■ TO DO:
Extract every record, keeping each one exactly as it is.

■ INFORMATION SUPPLIED:

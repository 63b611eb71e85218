//! Ordered-block validator for the Dockerfile ordering mission.
//!
//! Raw instruction strings are mapped to canonical categories by prefix
//! classification before any comparison, so textual variants of the same
//! instruction (`COPY . .` vs `COPY .`) grade identically.

use serde::{Deserialize, Serialize};

use crate::constants::{ORDER_ALL_FILLED_BONUS, ORDER_POINTS_PER_SLOT};
use crate::missions::{BlockCategory, OrderedBlocksSpec};

use super::{ValidationDetail, ValidationResult, clamp_score};

/// Positional sequence of raw instruction strings. `None` is an empty
/// slot the player never filled.
#[derive(Debug, Clone, Default, PartialEq, Eq, Serialize, Deserialize)]
pub struct OrderedBlocksSubmission {
    pub slots: Vec<Option<String>>,
}

impl OrderedBlocksSubmission {
    /// Convenience constructor from raw instruction text.
    #[must_use]
    pub fn from_instructions<I, S>(instructions: I) -> Self
    where
        I: IntoIterator<Item = S>,
        S: Into<String>,
    {
        Self {
            slots: instructions
                .into_iter()
                .map(|raw| Some(raw.into()))
                .collect(),
        }
    }
}

const MANIFEST_FILES: [&str; 8] = [
    "package.json",
    "package-lock.json",
    "requirements.txt",
    "cargo.toml",
    "go.mod",
    "go.sum",
    "pom.xml",
    "gemfile",
];

const INSTALL_MARKERS: [&str; 7] = [
    "npm install",
    "npm ci",
    "yarn install",
    "pip install",
    "apt-get install",
    "apk add",
    "cargo fetch",
];

/// Classify a raw Dockerfile instruction into its canonical category.
///
/// Classification is whitespace-insensitive and case-insensitive on the
/// instruction word. Anything unrecognized is [`BlockCategory::Extra`].
#[must_use]
pub fn classify_instruction(raw: &str) -> BlockCategory {
    let normalized = raw.split_whitespace().collect::<Vec<_>>().join(" ");
    let lower = normalized.to_lowercase();
    let Some(word) = lower.split(' ').next() else {
        return BlockCategory::Extra;
    };
    match word {
        "from" => BlockCategory::From,
        "workdir" => BlockCategory::Workdir,
        "expose" => BlockCategory::Expose,
        "cmd" | "entrypoint" => BlockCategory::Cmd,
        "copy" | "add" => {
            if MANIFEST_FILES.iter().any(|f| lower.contains(f)) {
                BlockCategory::CopyManifest
            } else {
                BlockCategory::CopySource
            }
        }
        "run" => {
            if INSTALL_MARKERS.iter().any(|m| lower.contains(m)) {
                BlockCategory::InstallDeps
            } else {
                BlockCategory::Extra
            }
        }
        _ => BlockCategory::Extra,
    }
}

/// Score a positional arrangement against the required category sequence.
/// 20 points per matching slot, +10 when every slot is filled; success
/// requires every slot to match.
pub(super) fn validate(
    submission: &OrderedBlocksSubmission,
    spec: &OrderedBlocksSpec,
) -> ValidationResult {
    let total = spec.required.len();
    let mut correct = 0usize;
    let mut filled = 0usize;
    let mut feedback = Vec::new();

    for (idx, required) in spec.required.iter().enumerate() {
        let step = idx + 1;
        match submission.slots.get(idx).and_then(Option::as_deref) {
            Some(raw) => {
                filled += 1;
                let got = classify_instruction(raw);
                if got == *required {
                    correct += 1;
                    feedback.push(format!("Step {step}: Correct"));
                } else {
                    feedback.push(format!("Step {step}: Expected {required}, got {got}"));
                }
            }
            None => feedback.push(format!("Step {step}: Missing {required}")),
        }
    }

    let extras = submission.slots.len().saturating_sub(total);
    if extras > 0 {
        feedback.push(format!(
            "{extras} extra block(s) placed beyond the {total} required steps"
        ));
    }

    let all_filled = filled == total;
    let raw_score = to_i32(correct) * ORDER_POINTS_PER_SLOT
        + if all_filled { ORDER_ALL_FILLED_BONUS } else { 0 };

    ValidationResult {
        score: clamp_score(raw_score),
        success: correct == total && all_filled,
        feedback,
        detail: ValidationDetail::OrderedBlocks {
            correct,
            total,
            all_filled,
            extras,
        },
    }
}

fn to_i32(n: usize) -> i32 {
    i32::try_from(n).unwrap_or(i32::MAX)
}

#[cfg(test)]
mod tests {
    use super::*;

    #[test]
    fn classifies_copy_variants_identically() {
        assert_eq!(
            classify_instruction("COPY . ."),
            classify_instruction("COPY .")
        );
        assert_eq!(classify_instruction("COPY . ."), BlockCategory::CopySource);
        assert_eq!(
            classify_instruction("copy   package.json   ./"),
            BlockCategory::CopyManifest
        );
    }

    #[test]
    fn run_without_install_is_extra() {
        assert_eq!(
            classify_instruction("RUN echo hello"),
            BlockCategory::Extra
        );
        assert_eq!(
            classify_instruction("RUN npm install"),
            BlockCategory::InstallDeps
        );
    }

    #[test]
    fn entrypoint_counts_as_cmd() {
        assert_eq!(
            classify_instruction("ENTRYPOINT [\"node\", \"server.js\"]"),
            BlockCategory::Cmd
        );
    }
}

■ SOLUTION TO THIS PROBLEM:
repository 63b611eb71e85218
//! Ordered-block validator for the Dockerfile ordering mission.
//!
//! Raw instruction strings are mapped to canonical categories by prefix
//! classification before any comparison, so textual variants of the same
//! instruction (`COPY . .` vs `COPY .`) grade identically.

use serde::{Deserialize, Serialize};

use crate::constants::{ORDER_ALL_FILLED_BONUS, ORDER_POINTS_PER_SLOT};
use crate::missions::{BlockCategory, OrderedBlocksSpec};

use super::{ValidationDetail, ValidationResult, clamp_score};

/// Positional sequence of raw instruction strings. `None` is an empty
/// slot the player never filled.
#[derive(Debug, Clone, Default, PartialEq, Eq, Serialize, Deserialize)]
pub struct OrderedBlocksSubmission {
    pub slots: Vec<Option<String>>,
}

impl OrderedBlocksSubmission {
    /// Convenience constructor from raw instruction text.
    #[must_use]
    pub fn from_instructions<I, S>(instructions: I) -> Self
    where
        I: IntoIterator<Item = S>,
        S: Into<String>,
    {
        Self {
            slots: instructions
                .into_iter()
                .map(|raw| Some(raw.into()))
                .collect(),
        }
    }
}

const MANIFEST_FILES: [&str; 8] = [
    "package.json",
    "package-lock.json",
    "requirements.txt",
    "cargo.toml",
    "go.mod",
    "go.sum",
    "pom.xml",
    "gemfile",
];

const INSTALL_MARKERS: [&str; 7] = [
    "npm install",
    "npm ci",
    "yarn install",
    "pip install",
    "apt-get install",
    "apk add",
    "cargo fetch",
];

/// Classify a raw Dockerfile instruction into its canonical category.
///
/// Classification is whitespace-insensitive and case-insensitive on the
/// instruction word. Anything unrecognized is [`BlockCategory::Extra`].
#[must_use]
pub fn classify_instruction(raw: &str) -> BlockCategory {
    let normalized = raw.split_whitespace().collect::<Vec<_>>().join(" ");
    let lower = normalized.to_lowercase();
    let Some(word) = lower.split(' ').next() else {
        return BlockCategory::Extra;
    };
    match word {
        "from" => BlockCategory::From,
        "workdir" => BlockCategory::Workdir,
        "expose" => BlockCategory::Expose,
        "cmd" | "entrypoint" => BlockCategory::Cmd,
        "copy" | "add" => {
            if MANIFEST_FILES.iter().any(|f| lower.contains(f)) {
                BlockCategory::CopyManifest
            } else {
                BlockCategory::CopySource
            }
        }
        "run" => {
            if INSTALL_MARKERS.iter().any(|m| lower.contains(m)) {
                BlockCategory::InstallDeps
            } else {
                BlockCategory::Extra
            }
        }
        _ => BlockCategory::Extra,
    }
}

/// Score a positional arrangement against the required category sequence.
/// 20 points per matching slot, +10 when every slot is filled; success
/// requires every slot to match.
pub(super) fn validate(
    submission: &OrderedBlocksSubmission,
    spec: &OrderedBlocksSpec,
) -> ValidationResult {
    let total = spec.required.len();
    let mut correct = 0usize;
    let mut filled = 0usize;
    let mut feedback = Vec::new();

    for (idx, required) in spec.required.iter().enumerate() {
        let step = idx + 1;
        match submission.slots.get(idx).and_then(Option::as_deref) {
            Some(raw) => {
                filled += 1;
                let got = classify_instruction(raw);
                if got == *required {
                    correct += 1;
                    feedback.push(format!("Step {step}: Correct"));
                } else {
                    feedback.push(format!("Step {step}: Expected {required}, got {got}"));
                }
            }
            None => feedback.push(format!("Step {step}: Missing {required}")),
        }
    }

    let extras = submission.slots.len().saturating_sub(total);
    if extras > 0 {
        feedback.push(format!(
            "{extras} extra block(s) placed beyond the {total} required steps"
        ));
    }

    let all_filled = filled == total;
    let raw_score = to_i32(correct) * ORDER_POINTS_PER_SLOT
        + if all_filled { ORDER_ALL_FILLED_BONUS } else { 0 };

    ValidationResult {
        score: clamp_score(raw_score),
        success: correct == total && all_filled,
        feedback,
        detail: ValidationDetail::OrderedBlocks {
            correct,
            total,
            all_filled,
            extras,
        },
    }
}

fn to_i32(n: usize) -> i32 {
    i32::try_from(n).unwrap_or(i32::MAX)
}

#[cfg(test)]
mod tests {
    use super::*;

    #[test]
    fn classifies_copy_variants_identically() {
        assert_eq!(
            classify_instruction("COPY . ."),
            classify_instruction("COPY .")
        );
        assert_eq!(classify_instruction("COPY . ."), BlockCategory::CopySource);
        assert_eq!(
            classify_instruction("copy   package.json   ./"),
            BlockCategory::CopyManifest
        );
    }

    #[test]
    fn run_without_install_is_extra() {
        assert_eq!(
            classify_instruction("RUN echo hello"),
            BlockCategory::Extra
        );
        assert_eq!(
            classify_instruction("RUN npm install"),
            BlockCategory::InstallDeps
        );
    }

    #[test]
    fn entrypoint_counts_as_cmd() {
        assert_eq!(
            classify_instruction("ENTRYPOINT [\"node\", \"server.js\"]"),
            BlockCategory::Cmd
        );
    }
}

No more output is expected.